Logistics Functional Area Services, better known as LOGFAS, is a software primarily used by NATO to manage logistics, process geographical data and operational planning.

== Overview ==
LOGFAS has been in service with NATO since 1995.

It was developed and is being maintained by the NATO Communications and Information Agency (NICA).

The software is a key element of NATO's interoperability. The alliance, that spans two continents and 28 languages, requires a unified system to manage a vast and complex logistics network efficiently and share information.

In 2019 Ukraine adopted the software for use in the newly created Logistics Forces of the Armed Forces of Ukraine.
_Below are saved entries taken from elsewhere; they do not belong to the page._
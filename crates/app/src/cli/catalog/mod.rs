use clap::{Args, Subcommand};
use mival_app::context::AppContext;

mod list;

#[derive(Debug, Args)]
pub(crate) struct CatalogCommand {
    #[command(subcommand)]
    command: CatalogSubcommand,
}

#[derive(Debug, Subcommand)]
enum CatalogSubcommand {
    /// List purchasable catalog items
    List,
}

pub(crate) async fn run(ctx: &AppContext, command: CatalogCommand) -> Result<(), String> {
    match command.command {
        CatalogSubcommand::List => list::run(ctx).await,
    }
}
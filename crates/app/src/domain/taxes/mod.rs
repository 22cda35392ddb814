//! Taxes

mod calculator;
pub mod errors;
mod repository;
pub mod service;

pub(crate) use calculator::PgTaxCalculator;
pub use errors::TaxesServiceError;
pub use service::*;

/// `store_settings` key holding the VAT rate as a fraction.
pub const VAT_RATE_SETTING: &str = "VAT_RATE";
LOGFAS is also the basis for the Enablement Support Services (ESS) which is being developed and is said to have 23 modules.

== Components ==
- ACROSS (Allied Commands Resource Optimisation Software System)
- GEOMAN (Geographical Data Management Module)
- LDM (LOGFAS Data Management Module)
- SPM (Sustainment Planning Module)
- ADAMS (Allied Deployment and Movements System)
- CORSOM (Coalition Reception, Staging and Onward Movement)
- SDM (Supply Distribution Module)
- EVE (Effective Visual Execution)
- LCM (LOGFAS Connection Manager Module)
- LOGREP (Logistic Reporting Tool)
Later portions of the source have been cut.